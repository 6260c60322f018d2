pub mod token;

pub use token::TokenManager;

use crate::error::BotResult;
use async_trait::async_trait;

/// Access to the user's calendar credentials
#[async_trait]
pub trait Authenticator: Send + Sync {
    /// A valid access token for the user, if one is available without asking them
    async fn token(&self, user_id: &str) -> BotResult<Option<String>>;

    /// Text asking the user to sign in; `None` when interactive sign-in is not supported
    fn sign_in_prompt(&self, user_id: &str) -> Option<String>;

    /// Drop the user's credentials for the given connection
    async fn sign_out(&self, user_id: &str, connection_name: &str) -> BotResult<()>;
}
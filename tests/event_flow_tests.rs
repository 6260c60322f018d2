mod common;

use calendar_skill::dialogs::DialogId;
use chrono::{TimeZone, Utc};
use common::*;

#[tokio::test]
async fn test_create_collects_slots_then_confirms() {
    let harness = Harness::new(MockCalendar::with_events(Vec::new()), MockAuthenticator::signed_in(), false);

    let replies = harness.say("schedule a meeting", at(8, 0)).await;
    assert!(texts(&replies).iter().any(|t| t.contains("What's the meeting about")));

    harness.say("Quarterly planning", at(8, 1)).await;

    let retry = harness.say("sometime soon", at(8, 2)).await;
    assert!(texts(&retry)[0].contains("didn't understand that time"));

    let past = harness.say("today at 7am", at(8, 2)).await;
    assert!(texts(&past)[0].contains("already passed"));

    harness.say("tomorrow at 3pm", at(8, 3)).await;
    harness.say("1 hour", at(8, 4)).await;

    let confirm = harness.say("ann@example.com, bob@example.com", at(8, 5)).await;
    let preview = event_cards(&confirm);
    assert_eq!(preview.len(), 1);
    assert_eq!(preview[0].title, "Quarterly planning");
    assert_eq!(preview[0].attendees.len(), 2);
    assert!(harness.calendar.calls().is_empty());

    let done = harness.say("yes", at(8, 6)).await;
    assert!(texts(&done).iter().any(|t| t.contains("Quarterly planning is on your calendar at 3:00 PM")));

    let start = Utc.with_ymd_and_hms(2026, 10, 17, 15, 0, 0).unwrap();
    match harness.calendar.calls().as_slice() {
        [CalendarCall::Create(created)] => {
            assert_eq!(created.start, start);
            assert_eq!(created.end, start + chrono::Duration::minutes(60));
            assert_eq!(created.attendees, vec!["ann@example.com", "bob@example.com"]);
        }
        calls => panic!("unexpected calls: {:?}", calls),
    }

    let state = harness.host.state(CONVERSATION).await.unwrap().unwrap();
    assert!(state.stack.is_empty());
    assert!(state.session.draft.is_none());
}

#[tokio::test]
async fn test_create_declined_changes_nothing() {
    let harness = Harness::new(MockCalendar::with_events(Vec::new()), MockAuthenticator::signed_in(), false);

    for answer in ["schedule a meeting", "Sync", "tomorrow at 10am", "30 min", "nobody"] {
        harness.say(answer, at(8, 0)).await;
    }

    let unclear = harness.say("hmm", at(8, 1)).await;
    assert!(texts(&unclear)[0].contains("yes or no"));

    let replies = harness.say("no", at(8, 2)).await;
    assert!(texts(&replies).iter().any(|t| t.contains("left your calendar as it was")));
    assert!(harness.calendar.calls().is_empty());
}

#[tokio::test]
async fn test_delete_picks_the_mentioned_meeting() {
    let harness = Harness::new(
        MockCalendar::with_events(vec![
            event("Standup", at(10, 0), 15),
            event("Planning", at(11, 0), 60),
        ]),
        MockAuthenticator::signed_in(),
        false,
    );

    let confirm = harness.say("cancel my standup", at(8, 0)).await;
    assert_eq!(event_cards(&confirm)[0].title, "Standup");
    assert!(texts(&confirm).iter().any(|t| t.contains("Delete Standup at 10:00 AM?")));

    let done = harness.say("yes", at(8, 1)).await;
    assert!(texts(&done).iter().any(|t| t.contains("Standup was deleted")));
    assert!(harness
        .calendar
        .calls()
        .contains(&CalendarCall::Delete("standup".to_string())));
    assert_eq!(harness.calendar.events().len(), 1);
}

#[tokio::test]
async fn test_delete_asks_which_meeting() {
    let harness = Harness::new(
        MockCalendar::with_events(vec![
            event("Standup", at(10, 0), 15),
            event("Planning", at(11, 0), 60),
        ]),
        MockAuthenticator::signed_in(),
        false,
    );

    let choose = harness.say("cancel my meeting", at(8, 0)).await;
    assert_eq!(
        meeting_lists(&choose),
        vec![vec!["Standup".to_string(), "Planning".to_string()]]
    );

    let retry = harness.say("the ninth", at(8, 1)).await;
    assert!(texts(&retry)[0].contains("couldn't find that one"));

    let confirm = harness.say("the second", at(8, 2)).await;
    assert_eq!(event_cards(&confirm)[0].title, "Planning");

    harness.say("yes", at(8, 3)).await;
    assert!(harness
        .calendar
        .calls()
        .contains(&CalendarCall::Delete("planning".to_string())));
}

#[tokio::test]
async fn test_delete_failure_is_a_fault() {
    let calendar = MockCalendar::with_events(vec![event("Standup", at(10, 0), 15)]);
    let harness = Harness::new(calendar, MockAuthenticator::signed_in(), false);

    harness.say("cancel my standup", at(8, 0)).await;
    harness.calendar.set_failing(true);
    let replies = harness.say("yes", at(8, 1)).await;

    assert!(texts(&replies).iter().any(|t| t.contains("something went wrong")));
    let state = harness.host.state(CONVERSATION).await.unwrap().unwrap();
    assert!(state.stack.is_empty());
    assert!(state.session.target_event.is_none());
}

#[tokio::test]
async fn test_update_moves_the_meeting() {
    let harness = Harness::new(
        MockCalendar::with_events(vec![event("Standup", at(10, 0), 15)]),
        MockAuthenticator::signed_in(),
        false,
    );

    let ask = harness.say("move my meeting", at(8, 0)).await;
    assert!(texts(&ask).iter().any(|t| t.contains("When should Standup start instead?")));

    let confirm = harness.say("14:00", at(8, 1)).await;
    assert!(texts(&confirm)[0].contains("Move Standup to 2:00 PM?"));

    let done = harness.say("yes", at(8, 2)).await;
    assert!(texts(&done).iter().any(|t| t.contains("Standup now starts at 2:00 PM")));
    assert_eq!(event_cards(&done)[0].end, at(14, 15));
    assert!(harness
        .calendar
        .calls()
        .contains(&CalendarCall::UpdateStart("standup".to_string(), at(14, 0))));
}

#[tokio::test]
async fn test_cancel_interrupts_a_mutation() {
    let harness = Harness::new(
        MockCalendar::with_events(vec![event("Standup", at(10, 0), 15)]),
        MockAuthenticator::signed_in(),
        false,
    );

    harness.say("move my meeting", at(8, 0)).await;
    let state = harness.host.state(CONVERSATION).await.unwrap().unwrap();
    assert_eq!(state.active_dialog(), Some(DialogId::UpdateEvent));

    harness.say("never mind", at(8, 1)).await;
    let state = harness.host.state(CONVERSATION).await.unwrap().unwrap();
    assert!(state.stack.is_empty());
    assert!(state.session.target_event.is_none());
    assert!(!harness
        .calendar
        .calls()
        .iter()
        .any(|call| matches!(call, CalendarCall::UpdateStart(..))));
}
--
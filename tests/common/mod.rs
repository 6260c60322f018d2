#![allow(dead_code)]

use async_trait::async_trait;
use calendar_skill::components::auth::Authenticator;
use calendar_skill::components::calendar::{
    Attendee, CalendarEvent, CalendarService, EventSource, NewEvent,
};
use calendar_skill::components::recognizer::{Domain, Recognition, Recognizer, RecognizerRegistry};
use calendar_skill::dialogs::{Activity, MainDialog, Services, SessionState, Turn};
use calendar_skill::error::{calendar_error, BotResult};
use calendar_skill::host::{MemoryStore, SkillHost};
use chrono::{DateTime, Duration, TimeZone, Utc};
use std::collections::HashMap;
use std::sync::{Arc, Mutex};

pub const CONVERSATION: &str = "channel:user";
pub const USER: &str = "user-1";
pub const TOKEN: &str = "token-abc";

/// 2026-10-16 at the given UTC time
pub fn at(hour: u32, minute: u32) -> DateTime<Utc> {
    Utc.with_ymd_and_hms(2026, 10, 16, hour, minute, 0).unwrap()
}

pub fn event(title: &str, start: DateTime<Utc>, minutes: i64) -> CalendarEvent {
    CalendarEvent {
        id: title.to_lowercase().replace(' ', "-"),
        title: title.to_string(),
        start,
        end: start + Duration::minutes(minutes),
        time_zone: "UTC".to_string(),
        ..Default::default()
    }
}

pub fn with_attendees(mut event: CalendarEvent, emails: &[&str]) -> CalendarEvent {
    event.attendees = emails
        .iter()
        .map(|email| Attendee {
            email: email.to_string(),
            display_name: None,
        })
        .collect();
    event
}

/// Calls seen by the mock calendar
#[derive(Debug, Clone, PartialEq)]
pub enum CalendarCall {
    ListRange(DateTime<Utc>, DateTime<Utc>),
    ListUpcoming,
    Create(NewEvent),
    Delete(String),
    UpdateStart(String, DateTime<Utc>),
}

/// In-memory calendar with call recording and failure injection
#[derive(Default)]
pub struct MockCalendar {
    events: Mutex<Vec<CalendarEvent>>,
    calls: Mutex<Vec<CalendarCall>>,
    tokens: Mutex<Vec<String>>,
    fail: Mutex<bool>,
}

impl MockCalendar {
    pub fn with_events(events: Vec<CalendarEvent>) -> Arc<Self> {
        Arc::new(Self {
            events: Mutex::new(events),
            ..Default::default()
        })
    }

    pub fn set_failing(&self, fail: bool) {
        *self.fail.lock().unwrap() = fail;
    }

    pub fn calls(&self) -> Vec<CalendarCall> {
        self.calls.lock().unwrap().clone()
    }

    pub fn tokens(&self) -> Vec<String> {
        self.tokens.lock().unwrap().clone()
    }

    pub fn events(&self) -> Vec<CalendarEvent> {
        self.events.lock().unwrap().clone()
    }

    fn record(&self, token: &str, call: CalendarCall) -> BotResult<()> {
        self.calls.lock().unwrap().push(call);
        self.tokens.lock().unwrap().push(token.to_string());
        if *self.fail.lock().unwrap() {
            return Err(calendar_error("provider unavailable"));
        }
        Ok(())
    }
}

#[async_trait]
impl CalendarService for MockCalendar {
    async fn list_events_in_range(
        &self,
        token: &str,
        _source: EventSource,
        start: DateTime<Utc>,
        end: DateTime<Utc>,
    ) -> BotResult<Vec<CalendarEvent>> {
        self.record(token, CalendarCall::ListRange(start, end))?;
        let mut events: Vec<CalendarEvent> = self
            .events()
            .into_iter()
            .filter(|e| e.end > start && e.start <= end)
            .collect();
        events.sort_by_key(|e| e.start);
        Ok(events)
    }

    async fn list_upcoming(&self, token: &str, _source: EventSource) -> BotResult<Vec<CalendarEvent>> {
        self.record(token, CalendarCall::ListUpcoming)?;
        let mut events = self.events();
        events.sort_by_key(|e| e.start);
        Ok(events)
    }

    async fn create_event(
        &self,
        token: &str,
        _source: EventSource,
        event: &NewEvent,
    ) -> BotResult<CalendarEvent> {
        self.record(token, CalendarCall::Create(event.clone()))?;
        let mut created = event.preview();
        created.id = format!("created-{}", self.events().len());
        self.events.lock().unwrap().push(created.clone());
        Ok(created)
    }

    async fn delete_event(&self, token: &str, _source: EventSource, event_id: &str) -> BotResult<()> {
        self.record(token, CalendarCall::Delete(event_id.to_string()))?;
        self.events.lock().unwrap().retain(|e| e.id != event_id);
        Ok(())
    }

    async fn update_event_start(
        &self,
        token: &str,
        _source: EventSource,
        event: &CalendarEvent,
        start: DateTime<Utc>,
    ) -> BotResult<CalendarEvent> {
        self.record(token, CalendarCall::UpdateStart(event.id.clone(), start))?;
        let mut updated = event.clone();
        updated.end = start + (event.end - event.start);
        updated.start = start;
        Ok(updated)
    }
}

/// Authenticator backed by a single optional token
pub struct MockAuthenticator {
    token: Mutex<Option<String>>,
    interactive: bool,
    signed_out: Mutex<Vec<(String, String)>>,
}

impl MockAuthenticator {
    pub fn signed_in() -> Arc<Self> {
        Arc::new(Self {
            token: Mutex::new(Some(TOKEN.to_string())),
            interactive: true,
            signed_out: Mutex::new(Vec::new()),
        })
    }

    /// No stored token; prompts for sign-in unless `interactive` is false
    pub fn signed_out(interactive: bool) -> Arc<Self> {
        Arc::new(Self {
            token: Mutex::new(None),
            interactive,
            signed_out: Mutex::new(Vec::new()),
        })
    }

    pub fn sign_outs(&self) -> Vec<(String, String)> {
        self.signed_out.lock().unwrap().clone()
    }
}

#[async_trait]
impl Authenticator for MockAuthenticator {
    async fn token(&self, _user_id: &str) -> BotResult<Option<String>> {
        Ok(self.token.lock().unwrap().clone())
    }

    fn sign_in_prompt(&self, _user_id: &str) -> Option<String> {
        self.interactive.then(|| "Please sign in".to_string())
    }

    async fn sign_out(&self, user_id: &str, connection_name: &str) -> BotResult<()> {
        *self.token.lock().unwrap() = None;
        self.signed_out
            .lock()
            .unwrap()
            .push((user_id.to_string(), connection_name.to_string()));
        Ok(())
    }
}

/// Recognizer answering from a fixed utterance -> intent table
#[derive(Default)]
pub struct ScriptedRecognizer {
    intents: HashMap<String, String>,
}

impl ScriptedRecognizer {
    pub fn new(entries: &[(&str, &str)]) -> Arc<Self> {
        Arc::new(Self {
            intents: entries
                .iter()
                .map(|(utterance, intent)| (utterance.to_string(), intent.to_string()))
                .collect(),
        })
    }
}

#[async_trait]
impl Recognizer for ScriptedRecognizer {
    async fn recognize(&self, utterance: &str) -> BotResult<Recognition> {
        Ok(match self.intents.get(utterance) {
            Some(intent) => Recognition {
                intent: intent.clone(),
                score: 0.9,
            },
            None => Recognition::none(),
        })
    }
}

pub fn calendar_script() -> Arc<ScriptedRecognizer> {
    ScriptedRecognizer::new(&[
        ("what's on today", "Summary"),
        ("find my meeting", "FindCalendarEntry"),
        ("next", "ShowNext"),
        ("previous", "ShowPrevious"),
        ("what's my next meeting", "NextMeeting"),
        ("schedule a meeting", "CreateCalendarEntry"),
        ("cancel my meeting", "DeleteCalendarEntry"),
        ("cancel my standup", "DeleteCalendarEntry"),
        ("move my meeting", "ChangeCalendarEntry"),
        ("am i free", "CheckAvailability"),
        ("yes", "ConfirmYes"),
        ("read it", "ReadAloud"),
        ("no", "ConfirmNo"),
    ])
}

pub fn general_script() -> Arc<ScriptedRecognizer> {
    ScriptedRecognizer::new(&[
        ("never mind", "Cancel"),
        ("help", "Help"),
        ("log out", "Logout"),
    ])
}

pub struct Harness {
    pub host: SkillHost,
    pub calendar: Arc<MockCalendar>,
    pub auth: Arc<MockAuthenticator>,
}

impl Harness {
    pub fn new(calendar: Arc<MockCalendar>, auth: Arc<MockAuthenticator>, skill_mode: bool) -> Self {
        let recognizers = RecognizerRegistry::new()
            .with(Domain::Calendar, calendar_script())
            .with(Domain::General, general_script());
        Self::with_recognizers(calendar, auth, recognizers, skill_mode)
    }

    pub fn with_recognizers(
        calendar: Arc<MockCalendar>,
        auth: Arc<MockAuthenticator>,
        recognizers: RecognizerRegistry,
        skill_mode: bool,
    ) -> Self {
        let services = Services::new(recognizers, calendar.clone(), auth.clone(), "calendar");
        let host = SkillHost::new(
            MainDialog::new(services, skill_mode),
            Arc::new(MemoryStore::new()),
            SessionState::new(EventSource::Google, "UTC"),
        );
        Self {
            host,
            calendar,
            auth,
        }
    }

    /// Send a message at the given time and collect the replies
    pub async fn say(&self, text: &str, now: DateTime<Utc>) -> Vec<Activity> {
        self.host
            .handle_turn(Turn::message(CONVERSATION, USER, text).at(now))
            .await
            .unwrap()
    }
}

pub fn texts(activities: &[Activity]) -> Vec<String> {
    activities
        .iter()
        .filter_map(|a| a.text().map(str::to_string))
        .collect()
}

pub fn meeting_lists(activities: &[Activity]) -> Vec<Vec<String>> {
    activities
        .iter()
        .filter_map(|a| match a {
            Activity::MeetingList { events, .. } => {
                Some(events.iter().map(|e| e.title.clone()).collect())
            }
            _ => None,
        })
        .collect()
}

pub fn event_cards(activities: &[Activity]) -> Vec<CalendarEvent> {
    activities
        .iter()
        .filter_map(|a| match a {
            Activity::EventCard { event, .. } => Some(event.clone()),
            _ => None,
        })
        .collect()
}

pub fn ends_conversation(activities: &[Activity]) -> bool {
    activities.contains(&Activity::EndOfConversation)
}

• **Exercise prompt**
From the records above, copy only the lines starting with the line that holds "assert_eq!(created.start, start);" and going on through the line that holds "async fn test_create_declined_changes_nothing()", exactly as written.

• **Result**
            assert_eq!(created.start, start);
            assert_eq!(created.end, start + chrono::Duration::minutes(60));
            assert_eq!(created.attendees, vec!["ann@example.com", "bob@example.com"]);
        }
        calls => panic!("unexpected calls: {:?}", calls),
    }

    let state = harness.host.state(CONVERSATION).await.unwrap().unwrap();
    assert!(state.stack.is_empty());
    assert!(state.session.draft.is_none());
}

#[tokio::test]
async fn test_create_declined_changes_nothing() {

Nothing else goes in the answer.